EXERCISE BRIEF: Repeat exactly, and only, the lines of the entries below from the one with "self.din.set_low();" through the one with "self.din.set_state(byte & (1", both ends included.
Top of INFORMATION SUPPLIED
//! Bit-banged chain transport
//!
//! Drives the chain with three GPIO outputs: data (DIN), clock (CLK) and
//! latch (LOAD/CS). Data is sampled on the rising clock edge, most
//! significant bit first; the rising LOAD edge latches every chip.

use core::convert::Infallible;

use matrixclock_core::traits::BusTransport;
use matrixclock_hal::OutputPin;

/// Chain transport over three output pins
pub struct BitBangBus<DIN, CLK, LOAD> {
    din: DIN,
    clk: CLK,
    load: LOAD,
}

impl<DIN, CLK, LOAD> BitBangBus<DIN, CLK, LOAD>
where
    DIN: OutputPin,
    CLK: OutputPin,
    LOAD: OutputPin,
{
    /// Create a transport
    ///
    /// The pins must already be configured as push-pull outputs.
    pub fn new(din: DIN, clk: CLK, load: LOAD) -> Self {
        Self { din, clk, load }
    }

    /// Give back the pins
    pub fn release(self) -> (DIN, CLK, LOAD) {
        (self.din, self.clk, self.load)
    }
}

impl<DIN, CLK, LOAD> BusTransport for BitBangBus<DIN, CLK, LOAD>
where
    DIN: OutputPin,
    CLK: OutputPin,
    LOAD: OutputPin,
{
    type Error = Infallible;

    fn configure(&mut self) -> Result<(), Self::Error> {
        // Idle: latch high, clock low
        self.load.set_high();
        self.clk.set_low();
        self.din.set_low();
        Ok(())
    }

    fn begin(&mut self) -> Result<(), Self::Error> {
        self.load.set_low();
        Ok(())
    }

    fn send(&mut self, byte: u8) -> Result<(), Self::Error> {
        for bit in (0..8).rev() {
            self.din.set_state(byte & (1 << bit) != 0);
            self.clk.set_high();
            self.clk.set_low();
        }
        Ok(())
    }

    fn commit(&mut self) -> Result<(), Self::Error> {
        self.load.set_high();
        Ok(())
    }
}

#[cfg(test)]
mod tests {
    use super::*;
    use core::cell::RefCell;
    use matrixclock_core::{Command, MatrixDisplay};
    use proptest::prelude::*;
    use std::rc::Rc;

    #[derive(Debug, Clone, Copy, PartialEq, Eq)]
    enum Line {
        Din,
        Clk,
        Load,
    }

    type Log = Rc<RefCell<Vec<(Line, bool)>>>;

    /// Pin that appends every write to a shared log
    struct MockPin {
        line: Line,
        log: Log,
    }

    impl OutputPin for MockPin {
        fn set_high(&mut self) {
            self.log.borrow_mut().push((self.line, true));
        }

        fn set_low(&mut self) {
            self.log.borrow_mut().push((self.line, false));
        }
    }

    fn bus() -> (BitBangBus<MockPin, MockPin, MockPin>, Log) {
        let log: Log = Rc::default();
        let pin = |line| MockPin {
            line,
            log: log.clone(),
        };
        let bus = BitBangBus::new(pin(Line::Din), pin(Line::Clk), pin(Line::Load));
        (bus, log)
    }

    /// Bytes clocked in on rising CLK edges, grouped per latch pulse
    fn decode(log: &[(Line, bool)]) -> Vec<Vec<u8>> {
        let mut frames = Vec::new();
        let mut bits = Vec::new();
        let mut din = false;
        for &(line, high) in log {
            match (line, high) {
                (Line::Din, level) => din = level,
                (Line::Clk, true) => bits.push(din),
                (Line::Load, false) => bits.clear(),
                (Line::Load, true) => {
                    let bytes = bits
                        .chunks(8)
                        .map(|chunk| chunk.iter().fold(0u8, |acc, &b| (acc << 1) | b as u8))
                        .collect();
                    frames.push(bytes);
                    bits.clear();
                }
                _ => {}
            }
        }
        frames
    }

    #[test]
    fn test_configure_idles_lines() {
        let (mut bus, log) = bus();
        bus.configure().unwrap();
        assert_eq!(
            *log.borrow(),
            vec![(Line::Load, true), (Line::Clk, false), (Line::Din, false)]
        );
    }

    #[test]
    fn test_send_msb_first() {
        let (mut bus, log) = bus();
        bus.send(0b1010_0001).unwrap();

        let log = log.borrow();
        let rising = log.iter().filter(|&&e| e == (Line::Clk, true)).count();
        assert_eq!(rising, 8);

        let data: Vec<bool> = log
            .iter()
            .filter(|(line, _)| *line == Line::Din)
            .map(|&(_, high)| high)
            .collect();
        assert_eq!(
            data,
            vec![true, false, true, false, false, false, false, true]
        );
        // Clock always ends low
        assert_eq!(log.last(), Some(&(Line::Clk, false)));
    }

    #[test]
    fn test_frame_latched_on_commit() {
        let (mut bus, log) = bus();
        bus.begin().unwrap();
        bus.send(0x0A).unwrap();
        bus.send(0x07).unwrap();
        assert!(decode(&log.borrow()).is_empty());
        bus.commit().unwrap();
        assert_eq!(decode(&log.borrow()), vec![vec![0x0A, 0x07]]);
    }

    #[test]
    fn test_display_over_pins() {
        let (bus, log) = bus();
        let mut display = MatrixDisplay::<_, 2, 16>::new(bus);
        display.init().unwrap();
        log.borrow_mut().clear();

        display.push(0, Command::brightness(3)).unwrap();
        display.drain_all().unwrap();

        // Chip 1 (far end) gets a no-op, chip 0 the brightness write
        assert_eq!(decode(&log.borrow()), vec![vec![0x00, 0x00, 0x0A, 0x03]]);
    }

    proptest! {
        #[test]
        fn prop_frames_shift_out_intact(bytes in proptest::collection::vec(any::<u8>(), 0..16)) {
            let (mut bus, log) = bus();
            bus.begin().unwrap();
            for &byte in &bytes {
                bus.send(byte).unwrap();
            }
            bus.commit().unwrap();
            prop_assert_eq!(decode(&log.borrow()), vec![bytes]);
        }
    }
}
Bottom of INFORMATION SUPPLIED
ANSWER TO THE PROBLEM:
        self.din.set_low();
        Ok(())
    }

    fn begin(&mut self) -> Result<(), Self::Error> {
        self.load.set_low();
        Ok(())
    }

    fn send(&mut self, byte: u8) -> Result<(), Self::Error> {
        for bit in (0..8).rev() {
            self.din.set_state(byte & (1 << bit) != 0);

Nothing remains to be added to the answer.